■ WHAT THE TASK ASKS ■
Please repeat exactly the lines below from the one containing "self.engines.is_empty()" down to the one containing "if let Some(host)", both included, and nothing else.

-- PROVIDED ENTRIES follows --

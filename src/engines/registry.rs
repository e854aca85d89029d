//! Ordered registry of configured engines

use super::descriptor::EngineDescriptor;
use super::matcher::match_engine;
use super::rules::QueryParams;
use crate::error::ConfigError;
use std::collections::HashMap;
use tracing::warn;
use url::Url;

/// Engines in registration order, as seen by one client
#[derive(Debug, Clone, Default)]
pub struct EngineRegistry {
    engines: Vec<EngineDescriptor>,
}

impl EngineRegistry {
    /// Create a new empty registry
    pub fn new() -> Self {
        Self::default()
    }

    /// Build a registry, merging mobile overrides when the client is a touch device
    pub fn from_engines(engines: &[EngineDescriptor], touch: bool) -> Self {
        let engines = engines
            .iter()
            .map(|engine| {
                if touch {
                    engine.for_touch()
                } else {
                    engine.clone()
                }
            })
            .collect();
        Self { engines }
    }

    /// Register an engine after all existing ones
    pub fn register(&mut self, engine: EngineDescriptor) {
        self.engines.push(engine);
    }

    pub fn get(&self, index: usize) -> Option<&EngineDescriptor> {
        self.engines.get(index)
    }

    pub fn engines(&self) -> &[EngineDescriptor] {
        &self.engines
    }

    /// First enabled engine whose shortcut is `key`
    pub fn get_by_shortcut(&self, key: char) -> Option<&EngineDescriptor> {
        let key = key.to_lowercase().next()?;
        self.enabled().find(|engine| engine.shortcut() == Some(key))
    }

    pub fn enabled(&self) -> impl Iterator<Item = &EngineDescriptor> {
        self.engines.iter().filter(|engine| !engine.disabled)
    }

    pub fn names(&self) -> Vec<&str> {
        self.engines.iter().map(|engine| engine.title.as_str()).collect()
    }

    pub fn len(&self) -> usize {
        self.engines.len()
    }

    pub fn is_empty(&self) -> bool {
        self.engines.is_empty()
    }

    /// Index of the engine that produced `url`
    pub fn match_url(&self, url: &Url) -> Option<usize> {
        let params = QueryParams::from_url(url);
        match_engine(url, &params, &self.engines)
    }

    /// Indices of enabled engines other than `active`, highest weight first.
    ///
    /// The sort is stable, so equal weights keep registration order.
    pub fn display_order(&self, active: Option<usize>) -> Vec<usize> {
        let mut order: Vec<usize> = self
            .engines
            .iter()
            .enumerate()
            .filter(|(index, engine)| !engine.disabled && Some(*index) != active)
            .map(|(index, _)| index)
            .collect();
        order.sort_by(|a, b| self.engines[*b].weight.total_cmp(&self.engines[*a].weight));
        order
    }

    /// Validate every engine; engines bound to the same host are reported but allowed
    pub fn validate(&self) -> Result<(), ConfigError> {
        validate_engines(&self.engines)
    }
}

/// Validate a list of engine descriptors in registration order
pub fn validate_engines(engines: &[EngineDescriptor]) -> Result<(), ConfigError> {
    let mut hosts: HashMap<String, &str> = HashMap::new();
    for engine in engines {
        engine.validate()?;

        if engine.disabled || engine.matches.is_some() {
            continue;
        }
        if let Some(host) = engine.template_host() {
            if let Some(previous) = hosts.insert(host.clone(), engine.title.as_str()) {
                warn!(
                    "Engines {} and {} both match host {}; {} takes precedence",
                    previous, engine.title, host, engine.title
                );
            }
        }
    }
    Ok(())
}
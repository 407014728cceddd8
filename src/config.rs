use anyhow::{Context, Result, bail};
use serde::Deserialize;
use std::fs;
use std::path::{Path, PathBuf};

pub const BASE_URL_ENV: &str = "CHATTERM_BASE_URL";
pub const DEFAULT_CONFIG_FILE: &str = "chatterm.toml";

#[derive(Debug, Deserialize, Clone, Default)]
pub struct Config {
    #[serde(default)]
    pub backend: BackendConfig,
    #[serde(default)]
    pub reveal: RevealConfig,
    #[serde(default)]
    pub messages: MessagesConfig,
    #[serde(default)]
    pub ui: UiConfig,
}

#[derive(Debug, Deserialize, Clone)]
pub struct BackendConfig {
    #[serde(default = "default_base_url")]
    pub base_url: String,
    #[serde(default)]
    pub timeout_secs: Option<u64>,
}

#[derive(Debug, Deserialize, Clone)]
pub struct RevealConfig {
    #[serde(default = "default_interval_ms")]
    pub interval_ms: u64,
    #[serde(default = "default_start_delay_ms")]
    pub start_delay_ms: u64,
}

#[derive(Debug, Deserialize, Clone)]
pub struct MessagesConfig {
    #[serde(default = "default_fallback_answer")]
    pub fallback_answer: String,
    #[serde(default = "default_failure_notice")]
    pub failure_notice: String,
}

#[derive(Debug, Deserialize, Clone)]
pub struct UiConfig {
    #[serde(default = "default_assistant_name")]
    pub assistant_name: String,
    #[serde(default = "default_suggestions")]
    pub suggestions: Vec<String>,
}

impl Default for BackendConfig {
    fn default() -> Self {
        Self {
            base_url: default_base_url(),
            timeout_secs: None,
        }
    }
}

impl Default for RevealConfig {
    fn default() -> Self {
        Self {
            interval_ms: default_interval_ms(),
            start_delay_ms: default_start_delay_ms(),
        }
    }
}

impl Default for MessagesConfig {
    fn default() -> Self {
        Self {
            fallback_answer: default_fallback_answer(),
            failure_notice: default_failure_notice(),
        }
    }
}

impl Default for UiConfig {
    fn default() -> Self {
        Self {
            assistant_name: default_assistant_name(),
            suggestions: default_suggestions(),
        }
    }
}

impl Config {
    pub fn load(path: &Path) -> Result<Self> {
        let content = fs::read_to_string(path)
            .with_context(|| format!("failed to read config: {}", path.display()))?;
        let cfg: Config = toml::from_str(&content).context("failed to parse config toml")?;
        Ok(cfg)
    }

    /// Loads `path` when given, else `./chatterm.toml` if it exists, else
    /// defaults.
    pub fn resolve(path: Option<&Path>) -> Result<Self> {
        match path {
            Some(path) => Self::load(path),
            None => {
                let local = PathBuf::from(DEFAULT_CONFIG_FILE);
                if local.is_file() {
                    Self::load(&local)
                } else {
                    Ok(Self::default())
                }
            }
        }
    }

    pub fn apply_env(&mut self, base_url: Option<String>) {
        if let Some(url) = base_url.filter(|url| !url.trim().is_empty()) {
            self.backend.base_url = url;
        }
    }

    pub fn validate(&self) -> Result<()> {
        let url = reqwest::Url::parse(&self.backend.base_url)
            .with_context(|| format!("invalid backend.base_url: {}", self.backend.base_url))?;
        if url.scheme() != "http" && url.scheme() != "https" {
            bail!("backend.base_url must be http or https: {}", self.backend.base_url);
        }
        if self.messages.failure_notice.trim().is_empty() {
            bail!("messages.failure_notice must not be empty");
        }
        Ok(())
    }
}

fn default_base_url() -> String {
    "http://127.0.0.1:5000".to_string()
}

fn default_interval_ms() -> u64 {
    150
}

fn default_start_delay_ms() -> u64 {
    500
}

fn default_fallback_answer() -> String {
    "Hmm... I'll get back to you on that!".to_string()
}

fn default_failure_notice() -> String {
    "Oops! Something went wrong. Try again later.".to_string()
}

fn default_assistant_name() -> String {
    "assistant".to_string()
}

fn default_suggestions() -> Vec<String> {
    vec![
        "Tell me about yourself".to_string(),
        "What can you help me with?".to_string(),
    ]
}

-- PROVIDED ENTRIES concluded --

■ EXERCISE SOLUTION ■
        self.engines.is_empty()
    }

    /// Index of the engine that produced `url`
    pub fn match_url(&self, url: &Url) -> Option<usize> {
        let params = QueryParams::from_url(url);
        match_engine(url, &params, &self.engines)
    }

    /// Indices of enabled engines other than `active`, highest weight first.
    ///
    /// The sort is stable, so equal weights keep registration order.
    pub fn display_order(&self, active: Option<usize>) -> Vec<usize> {
        let mut order: Vec<usize> = self
            .engines
            .iter()
            .enumerate()
            .filter(|(index, engine)| !engine.disabled && Some(*index) != active)
            .map(|(index, _)| index)
            .collect();
        order.sort_by(|a, b| self.engines[*b].weight.total_cmp(&self.engines[*a].weight));
        order
    }

    /// Validate every engine; engines bound to the same host are reported but allowed
    pub fn validate(&self) -> Result<(), ConfigError> {
        validate_engines(&self.engines)
    }
}

/// Validate a list of engine descriptors in registration order
pub fn validate_engines(engines: &[EngineDescriptor]) -> Result<(), ConfigError> {
    let mut hosts: HashMap<String, &str> = HashMap::new();
    for engine in engines {
        engine.validate()?;

        if engine.disabled || engine.matches.is_some() {
            continue;
        }
        if let Some(host) = engine.template_host() {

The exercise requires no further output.